Stone loaches live amongst the gravel and stones of fast flowing water where they can search for food. The most distinctive feature of this 14 cm fish is the presence of barbels around the bottom jaw, which they use to detect their invertebrate prey. The body is a mixture of brown, green and yellow.
The stone loach is a small, slender bottom-dwelling fish growing to a length of about 14 cm (6 in). Its eyes are situated high on its head and it has three pairs of short barbels on its lower jaw below its mouth. It has a rounded body that is not much laterally flattened and is a little less deep in the body than the spined loach (Cobitis taenia) and lacks that fish's spines beneath the eye. It has rounded dorsal and caudal fins with their tips slightly notched, but the spined loach has even more rounded fins.

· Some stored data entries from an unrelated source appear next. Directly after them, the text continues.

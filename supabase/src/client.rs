//! Supabase HTTP client and the in-memory session it carries.
//!
//! The session is an access token plus, once known, the identity it belongs
//! to. It is filled by a password sign-in or by [`SupabaseClient::restore_token`]
//! and dropped by sign-out or by the auth service rejecting the token.

use crate::config::{ConfigError, SupabaseConfig};
use reqwest::{Client, Method, RequestBuilder};
use std::sync::Arc;
use todosync_core::Identity;
use tokio::sync::RwLock;

/// Session material held between calls.
#[derive(Clone)]
pub(crate) struct Session {
    pub(crate) access_token: String,
    /// `None` for a restored token until the auth service confirms it
    pub(crate) identity: Option<Identity>,
}

/// HTTP client for a Supabase project.
///
/// Cheap to clone; clones share the HTTP connection pool and the session.
///
/// # Thread Safety
///
/// The session sits behind a `tokio::sync::RwLock` so concurrent effects
/// may read the token while a sign-out replaces it.
#[derive(Clone)]
pub struct SupabaseClient {
    pub(crate) http: Client,
    pub(crate) config: SupabaseConfig,
    pub(crate) session: Arc<RwLock<Option<Session>>>,
}

impl SupabaseClient {
    /// Creates a client without a session.
    ///
    /// # Errors
    ///
    /// Returns [`ConfigError::HttpClient`] if the HTTP client cannot be created.
    pub fn new(config: SupabaseConfig) -> Result<Self, ConfigError> {
        let http = Client::builder()
            .timeout(config.request_timeout)
            .build()
            .map_err(|e| ConfigError::HttpClient(e.to_string()))?;

        Ok(Self {
            http,
            config,
            session: Arc::new(RwLock::new(None)),
        })
    }

    /// The configuration this client was built with
    #[must_use]
    pub const fn config(&self) -> &SupabaseConfig {
        &self.config
    }

    /// Adopt an access token obtained elsewhere (e.g. a previous run).
    ///
    /// The token is not checked here. The next `current_user` call confirms
    /// it against the auth service and learns the identity, or drops it.
    pub async fn restore_token(&self, access_token: impl Into<String>) {
        *self.session.write().await = Some(Session {
            access_token: access_token.into(),
            identity: None,
        });
    }

    /// Returns true while an access token is held
    pub async fn has_session(&self) -> bool {
        self.session.read().await.is_some()
    }

    pub(crate) async fn access_token(&self) -> Option<String> {
        self.session
            .read()
            .await
            .as_ref()
            .map(|session| session.access_token.clone())
    }

    /// Request against the auth service; `apikey` always set.
    pub(crate) fn auth_request(&self, method: Method, path: &str) -> RequestBuilder {
        self.http
            .request(method, self.config.auth_url(path))
            .header("apikey", &self.config.anon_key)
    }

    /// Request against the todo table with the session's bearer token.
    pub(crate) fn table_request(&self, method: Method, token: &str) -> RequestBuilder {
        self.http
            .request(method, self.config.table_url())
            .header("apikey", &self.config.anon_key)
            .bearer_auth(token)
    }
}

impl std::fmt::Debug for SupabaseClient {
    fn fmt(&self, f: &mut std::fmt::Formatter<'_>) -> std::fmt::Result {
        f.debug_struct("SupabaseClient")
            .field("url", &self.config.url)
            .field("table", &self.config.table)
            .finish_non_exhaustive()
    }
}
//! Command-line options.
//!
//! Backend settings come from the environment (see
//! [`SupabaseConfig::from_env`](todosync_supabase::SupabaseConfig::from_env));
//! the flags here only cover who signs in and how the client starts.

use clap::Parser;
use todosync_core::{Credentials, Filter};

/// Terminal client for a todo list hosted on Supabase.
#[derive(Parser, Debug)]
#[command(name = "todosync")]
#[command(author, version, about, long_about = None)]
#[command(after_help = "\
ENVIRONMENT VARIABLES:
    SUPABASE_URL                   Project URL (required)
    SUPABASE_ANON_KEY              Public anon key (required)
    TODOSYNC_TABLE                 Table holding the todos (default: todos)
    TODOSYNC_REQUEST_TIMEOUT_SECS  Per-request timeout (default: 10)
    TODOSYNC_EMAIL                 Email to sign in with
    TODOSYNC_PASSWORD              Password to sign in with
    TODOSYNC_ACCESS_TOKEN          Access token from an earlier session
    RUST_LOG                       Log filter, overrides --log-level

A .env file in the working directory is loaded first.
")]
pub struct Cli {
    /// Email to sign in with at startup
    #[arg(long, env = "TODOSYNC_EMAIL")]
    pub email: Option<String>,

    /// Password for --email
    #[arg(long, env = "TODOSYNC_PASSWORD", hide_env_values = true)]
    pub password: Option<String>,

    /// Access token from an earlier session, confirmed at startup
    #[arg(long, env = "TODOSYNC_ACCESS_TOKEN", hide_env_values = true)]
    pub access_token: Option<String>,

    /// Initial filter: all, active or completed
    #[arg(long, default_value = "all")]
    pub filter: Filter,

    /// Log level used when RUST_LOG is not set
    #[arg(long, default_value = "info")]
    pub log_level: String,
}

impl Cli {
    /// Startup credentials, when both halves were given
    #[must_use]
    pub fn credentials(&self) -> Option<Credentials> {
        match (&self.email, &self.password) {
            (Some(email), Some(password)) => Some(Credentials::new(email.as_str(), password.as_str())),
            _ => None,
        }
    }

    /// Default log filter directive
    #[must_use]
    pub fn log_directive(&self) -> String {
        format!("todosync={level},todosync_supabase={level}", level = self.log_level)
    }
}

The general colour of this fish is yellowish-brown with blotches and vertical bands of darker colour. An indistinct dark line runs from the snout to the eye. The fins are brownish with faint dark banding.
Distribution and habitat
The stone loach is a common species and is found over most of Europe in suitable clear rivers and streams with gravel and sandy bottoms. It is present in upland areas, also chalk streams, lakes and reservoirs as long as the water is well-oxygenated. These fish sometimes venture into estuaries but not into brackish water. They live on the bottom, often partly buried, and they are particularly active at night when they rootle among the sand and gravel for the small invertebrates on which they feed.